It could still be enough to resurect a person, if the difference from truth is on the order of the difference between me right now and me after sleeping for a few years. (Hint: the two me’s are very different, but they’re still recognizable as me.)

comment by Eugine_Nier · 2012-03-23T03:00:15.171Z · score: 1 (1 votes) · LW(p) · GW(p)

I think I have enough knowledge to pose it as a coherent question to someone with a lot of knowledge of reversible computing and QIT. I'd like to do that someday.

I'm not a total expert, but try me.

comment by Will_Newsome · 2012-03-24T11:14:53.723Z · score: 0 (0 votes) · LW(p) · GW(p)

I'll have to spend a few hours reloading the concepts into my brain. When I do that I'll post it to Discussion.

comment by bogdanb · 2012-03-22T17:24:23.528Z · score: 0 (0 votes) · LW(p) · GW(p)

Does anyone have an estimate of how many actualy different humans there can be (i.e., the size of brain-space measured in units such that someone about one unit away from me would seem like the same person to someone who knows me).

It might be possible to simply create all humans that could have existed; those who actually did would be a subset, we just couldn’t tell which ones.

comment by ryjm · 2012-03-22T21:21:38.778Z · score: 1 (1 votes) · LW(p) · GW(p)

What is the recommended literature related to the ideas both you and wedrifid have been discussing in this thread? I googled but I figure it wouldn't hurt to ask either. Thanks.

comment by Will_Newsome · 2012-03-22T23:39:17.305Z · score: 2 (2 votes) · LW(p) · GW(p)

Which aspects? I think the only field relevant to what we were discussing is information theory. The stuff about superintelligences coordinating doesn't have any existent literature, but similar ideas are discussed on LessWrong in the context of decision theory.

comment by cousin_it · 2012-03-22T12:35:58.948Z · score: 3 (5 votes) · LW(p) · GW(p)

Your comment seems far-fetched. For one, an AI with such awesome powers could also choose to run a copy of you starting from any moment when you feel unhappy, not just the moment of your death. Since the universe around me stubbornly keeps on looking normal, something will probably stop "rescue sims" from happening.

comment by Will_Newsome · 2012-03-22T12:50:09.592Z · score: 2 (2 votes) · LW(p) · GW(p)

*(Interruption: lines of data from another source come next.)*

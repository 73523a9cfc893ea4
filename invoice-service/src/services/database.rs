//! PostgreSQL record source for invoice-service.
//!
//! Rows are read as `jsonb` so that every column, whatever its historical
//! name, reaches the normalizer untouched.

use async_trait::async_trait;
use serde_json::Value;
use service_core::error::AppError;
use sqlx::postgres::{PgPool, PgPoolOptions};
use std::time::Duration;
use tracing::{info, instrument};
use uuid::Uuid;

use crate::models::RawRecord;
use crate::services::metrics::SOURCE_FETCH_DURATION;
use crate::services::normalizer::{aliases, linked_id};
use crate::services::source::{InvoiceRecords, RecordSource};

/// Database connection pool wrapper.
#[derive(Clone)]
pub struct Database {
    pool: PgPool,
}

impl Database {
    /// Create a new database connection pool.
    #[instrument(skip(database_url), fields(service = "invoice-service"))]
    pub async fn new(
        database_url: &str,
        max_connections: u32,
        min_connections: u32,
    ) -> Result<Self, AppError> {
        info!(
            max_connections = max_connections,
            min_connections = min_connections,
            "Connecting to PostgreSQL"
        );

        let pool = PgPoolOptions::new()
            .max_connections(max_connections)
            .min_connections(min_connections)
            .acquire_timeout(Duration::from_secs(30))
            .idle_timeout(Duration::from_secs(600))
            .connect(database_url)
            .await
            .map_err(|e| AppError::DatabaseError(anyhow::anyhow!("Failed to connect: {}", e)))?;

        info!("PostgreSQL connection pool established");

        Ok(Self { pool })
    }

    async fn fetch_row(
        &self,
        operation: &str,
        sql: &str,
        id: Uuid,
    ) -> Result<Option<RawRecord>, AppError> {
        let timer = SOURCE_FETCH_DURATION
            .with_label_values(&[operation])
            .start_timer();

        let row = sqlx::query_scalar::<_, Value>(sql)
            .bind(id)
            .fetch_optional(&self.pool)
            .await
            .map_err(|e| AppError::DatabaseError(anyhow::anyhow!("Failed to {}: {}", operation, e)))?;

        timer.observe_duration();

        Ok(row.map(RawRecord::from))
    }

    async fn fetch_items(&self, invoice_id: Uuid) -> Result<Vec<RawRecord>, AppError> {
        let timer = SOURCE_FETCH_DURATION
            .with_label_values(&["get_invoice_items"])
            .start_timer();

        let rows = sqlx::query_scalar::<_, Value>(
            r#"
            SELECT to_jsonb(ii)
            FROM invoice_items ii
            WHERE ii.invoice_id = $1
            ORDER BY ii.created_at, ii.id
            "#,
        )
        .bind(invoice_id)
        .fetch_all(&self.pool)
        .await
        .map_err(|e| {
            AppError::DatabaseError(anyhow::anyhow!("Failed to get invoice items: {}", e))
        })?;

        timer.observe_duration();

        Ok(rows.into_iter().map(RawRecord::from).collect())
    }
}

#[async_trait]
impl RecordSource for Database {
    #[instrument(skip(self), fields(invoice_id = %invoice_id))]
    async fn fetch_invoice(&self, invoice_id: Uuid) -> Result<Option<InvoiceRecords>, AppError> {
        let Some(invoice) = self
            .fetch_row(
                "get_invoice",
                "SELECT to_jsonb(i) FROM invoices i WHERE i.id = $1",
                invoice_id,
            )
            .await?
        else {
            return Ok(None);
        };

        let customer_id = linked_id(&invoice, &aliases::INVOICE_CUSTOMER_ID)?;
        let vehicle_id = linked_id(&invoice, &aliases::INVOICE_VEHICLE_ID)?;

        let customer = self
            .fetch_row(
                "get_customer",
                "SELECT to_jsonb(c) FROM customers c WHERE c.id = $1",
                customer_id,
            )
            .await?
            .ok_or_else(|| {
                AppError::Unprocessable(anyhow::anyhow!(
                    "Invoice references missing customer {}",
                    customer_id
                ))
            })?;

        let vehicle = self
            .fetch_row(
                "get_vehicle",
                "SELECT to_jsonb(v) FROM vehicles v WHERE v.id = $1",
                vehicle_id,
            )
            .await?
            .ok_or_else(|| {
                AppError::Unprocessable(anyhow::anyhow!(
                    "Invoice references missing vehicle {}",
                    vehicle_id
                ))
            })?;

        let items = self.fetch_items(invoice_id).await?;

        Ok(Some(InvoiceRecords {
            invoice,
            customer,
            vehicle,
            items,
        }))
    }

    /// Check database health.
    #[instrument(skip(self))]
    async fn health_check(&self) -> Result<(), AppError> {
        sqlx::query("SELECT 1")
            .execute(&self.pool)
            .await
            .map_err(|e| AppError::DatabaseError(anyhow::anyhow!("Health check failed: {}", e)))?;
        Ok(())
    }
}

I'm trying to avoid assuming a metaphysic where simulations are assumed to be possible, because I'm not sure such metaphysics ultimately make sense. (Maybe you can guess my rationale: I think "measure" and "existence" and so on are very fuzzy, and I think if we reason in terms of decision theoretic significant-ness then it might turn that running a simulation of something doesn't double its "measure", and what matters is what already "actually existed/exists", i.e. what's already "actually significant".) If you don't assume a simulationist metaphysic then "rescue sims" are dubious, whereas reviving people who are known to have already existed seems more like a straightforward application of technology. If you take a sort of common-sense layman's perspective, reviving the dead sounds a lot less speculative than running an exact simulation of a mind on a computer in a way that will actually change the past. ...No?

comment by cousin_it · 2012-03-22T13:13:45.263Z · score: 1 (1 votes) · LW(p) · GW(p)

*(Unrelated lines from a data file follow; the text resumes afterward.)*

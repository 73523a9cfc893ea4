//! Line-item resolver integration tests for invoice-service.

mod common;

use common::{dec, empty_invoice, extra_charge, line_item};
use invoice_service::models::{ExtraCharge, InvoiceKind, RowOrigin};
use invoice_service::services::line_items::{
    resolve_rows, EXTRA_CHARGE_DESCRIPTION, LABOR_DESCRIPTION,
};
use rust_decimal::Decimal;

#[test]
fn rows_follow_billing_order() {
    let mut invoice = empty_invoice(InvoiceKind::NonGst);
    invoice.items = vec![line_item(1, "100", None), line_item(2, "50", Some("10"))];
    invoice.labor_charge = Some(dec("200"));
    invoice.extra_charges = vec![extra_charge("Towing", "300")];

    let rows = resolve_rows(&invoice);

    let origins: Vec<_> = rows.iter().map(|r| r.origin).collect();
    assert_eq!(
        origins,
        vec![
            RowOrigin::Item { index: 0 },
            RowOrigin::Item { index: 1 },
            RowOrigin::Labor,
            RowOrigin::ExtraCharge { index: 0 },
        ]
    );
    assert_eq!(rows[1].line_total(), Some(dec("90")));
}

#[test]
fn labor_row_is_synthetic() {
    let mut invoice = empty_invoice(InvoiceKind::NonGst);
    invoice.labor_charge = Some(dec("350.50"));

    let rows = resolve_rows(&invoice);

    assert_eq!(rows.len(), 1);
    assert_eq!(rows[0].description.as_deref(), Some(LABOR_DESCRIPTION));
    assert_eq!(rows[0].quantity, 1);
    assert_eq!(rows[0].unit_price, dec("350.50"));
    assert_eq!(rows[0].discount, Decimal::ZERO);
    assert_eq!(rows[0].line_total(), Some(dec("350.50")));
}

#[test]
fn zero_labor_and_zero_extra_charges_are_omitted() {
    let mut invoice = empty_invoice(InvoiceKind::NonGst);
    invoice.labor_charge = Some(Decimal::ZERO);
    invoice.extra_charges = vec![extra_charge("Free wash", "0")];

    assert!(resolve_rows(&invoice).is_empty());
}

#[test]
fn zero_quantity_items_are_kept() {
    let mut invoice = empty_invoice(InvoiceKind::NonGst);
    invoice.items = vec![line_item(0, "500", None)];

    let rows = resolve_rows(&invoice);

    assert_eq!(rows.len(), 1);
    assert_eq!(rows[0].line_total(), Some(Decimal::ZERO));
}

#[test]
fn unnamed_extra_charge_uses_default_description() {
    let mut invoice = empty_invoice(InvoiceKind::NonGst);
    invoice.extra_charges = vec![ExtraCharge {
        name: None,
        amount: dec("75"),
    }];

    let rows = resolve_rows(&invoice);

    assert_eq!(rows[0].description.as_deref(), Some(EXTRA_CHARGE_DESCRIPTION));
    assert_eq!(rows[0].origin.field("amount"), "extra_charges[0].amount");
}

#[test]
fn stored_total_does_not_override_recomputed_total() {
    let mut invoice = empty_invoice(InvoiceKind::NonGst);
    let mut item = line_item(2, "100", None);
    item.stored_total = Some(dec("9999"));
    invoice.items = vec![item];

    let rows = resolve_rows(&invoice);

    assert_eq!(rows[0].line_total(), Some(dec("200")));
}

#[test]
fn overflowing_row_has_no_line_total() {
    let mut invoice = empty_invoice(InvoiceKind::NonGst);
    invoice.items = vec![line_item(1_000_000_000_000_000_000, "1000000000000", None)];

    let rows = resolve_rows(&invoice);

    assert_eq!(rows.len(), 1);
    assert_eq!(rows[0].gross(), None);
    assert_eq!(rows[0].line_total(), None);
}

The layman's perspective sounds reasonable enough, but seems to fall apart on closer inspection. What makes a human brain different from a simulation? Why would the AI have an easier time reconstructing the mind of someone who died on March 20 than reconstructing a copy of you on March 21? Why are future simulations of you necessarily less "significant" than current you? This looks suspiciously like a theory constructed specifically to be testable only by death, i.e. not testable to the rest of us.

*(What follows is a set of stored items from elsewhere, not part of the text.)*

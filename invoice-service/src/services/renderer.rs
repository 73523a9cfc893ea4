//! Invoice rendering: fetch, normalize, compute, present.
//!
//! Each render works on a fresh snapshot of the records and keeps nothing
//! between calls. Any normalization or amount error aborts the whole render;
//! no partially computed bill is ever returned.

use service_core::error::AppError;
use std::sync::Arc;
use tracing::{info, instrument};
use uuid::Uuid;

use crate::config::{PresentationConfig, TaxConfig};
use crate::error::BillingError;
use crate::models::{
    BillableRow, Customer, DiscountResolution, Invoice, InvoiceDocument, RenderedInvoice, Surface,
    Totals, Vehicle,
};
use crate::services::calculator::TotalsCalculator;
use crate::services::metrics::{
    DISCOUNT_PRECEDENCE_TOTAL, RENDERS_TOTAL, RENDER_DURATION, RENDER_ERRORS_TOTAL,
};
use crate::services::normalizer::{normalize_customer, normalize_invoice, normalize_vehicle};
use crate::services::presentation::PresentationAdapter;
use crate::services::source::{InvoiceRecords, RecordSource};

/// Normalized inputs, resolved rows and computed totals for one invoice.
#[derive(Debug, Clone, PartialEq)]
pub struct ComputedInvoice {
    pub invoice: Invoice,
    pub customer: Customer,
    pub vehicle: Vehicle,
    pub rows: Vec<BillableRow>,
    pub totals: Totals,
}

/// Pure pipeline from raw records to a display document.
#[derive(Debug, Clone, Default)]
pub struct InvoiceEngine {
    calculator: TotalsCalculator,
    adapter: PresentationAdapter,
}

impl InvoiceEngine {
    pub fn new(tax: TaxConfig, presentation: PresentationConfig) -> Self {
        Self {
            calculator: TotalsCalculator::new(tax),
            adapter: PresentationAdapter::new(presentation),
        }
    }

    pub fn compute(&self, records: &InvoiceRecords) -> Result<ComputedInvoice, BillingError> {
        let customer = normalize_customer(&records.customer)?;
        let vehicle = normalize_vehicle(&records.vehicle)?;
        let invoice = normalize_invoice(&records.invoice, &records.items)?;
        let (rows, totals) = self.calculator.compute_invoice(&invoice)?;
        Ok(ComputedInvoice {
            invoice,
            customer,
            vehicle,
            rows,
            totals,
        })
    }

    pub fn document(&self, computed: &ComputedInvoice) -> InvoiceDocument {
        self.adapter.build(
            &computed.invoice,
            &computed.customer,
            &computed.vehicle,
            &computed.rows,
            &computed.totals,
        )
    }

    pub fn render(&self, records: &InvoiceRecords) -> Result<InvoiceDocument, BillingError> {
        let computed = self.compute(records)?;
        Ok(self.document(&computed))
    }
}

/// Renders invoices from a record source for a given surface.
#[derive(Clone)]
pub struct InvoiceRenderer {
    source: Arc<dyn RecordSource>,
    engine: InvoiceEngine,
}

impl InvoiceRenderer {
    pub fn new(source: Arc<dyn RecordSource>, engine: InvoiceEngine) -> Self {
        Self { source, engine }
    }

    pub fn source(&self) -> &Arc<dyn RecordSource> {
        &self.source
    }

    #[instrument(skip(self), fields(invoice_id = %invoice_id, surface = surface.as_str()))]
    pub async fn render(
        &self,
        invoice_id: Uuid,
        surface: Surface,
    ) -> Result<RenderedInvoice, AppError> {
        let timer = RENDER_DURATION
            .with_label_values(&[surface.as_str()])
            .start_timer();

        let result = self.render_inner(invoice_id, surface).await;

        timer.observe_duration();

        if let Err(e) = &result {
            RENDER_ERRORS_TOTAL.with_label_values(&[e.kind()]).inc();
            tracing::warn!(error = %e, "Invoice render failed");
        }
        result
    }

    async fn render_inner(
        &self,
        invoice_id: Uuid,
        surface: Surface,
    ) -> Result<RenderedInvoice, AppError> {
        let records = self
            .source
            .fetch_invoice(invoice_id)
            .await?
            .ok_or_else(|| AppError::NotFound(anyhow::anyhow!("Invoice not found")))?;

        let computed = self.engine.compute(&records)?;

        if matches!(
            computed.totals.discount_resolution,
            DiscountResolution::PercentageOverAmount { .. }
        ) {
            DISCOUNT_PRECEDENCE_TOTAL.inc();
        }
        RENDERS_TOTAL
            .with_label_values(&[surface.as_str(), computed.invoice.kind.as_str()])
            .inc();

        info!(
            invoice_number = %computed.invoice.invoice_number,
            grand_total = %computed.totals.grand_total,
            "Invoice rendered"
        );

        Ok(RenderedInvoice::new(surface, self.engine.document(&computed)))
    }
}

comment by Will_Newsome · 2012-03-22T13:42:24.039Z · score: 2 (2 votes) · LW(p) · GW(p)

(The following probably won't be understandable / won't appear motivated. Sorry.)

Why would the AI have an easier time reconstructing the mind of someone who died on March 20 than reconstructing a copy of you on March 21?

You can make a copy, but as soon as you simulate it diverging from the original then you're imagining someone that never existed in a timeline that didn't actually happen. Otherwise you're just fooling yourself about what actually happened, you're not causing something else to happen. Whereas if you revive a mind that died and have it have new experiences then you're not deluding yourself about what actually happened, you're just continuing the story.

Why are future simulations of you necessarily less "significant" than current you?

Because the simulator would just be deluding themselves about what actually happened, like minting counterfeit currency; the important aspect of me is that I'm here embedded in this particular decision policy computation with these and such constraints. Take me out of my contexts and you don't have me anymore. If you make a thousand crackfics involving Romeo running away to a Chinese brothel then nobody's going to listen to your stories unless they have tremendous artistic merit. And if a thousand Romeo & Juliet crackfics are shouted out in the middle of a forest but nobody hears them, do they have any decision theoretic significance?

But I haven't actually worked out the math, so it's possible things don't work like I think they do.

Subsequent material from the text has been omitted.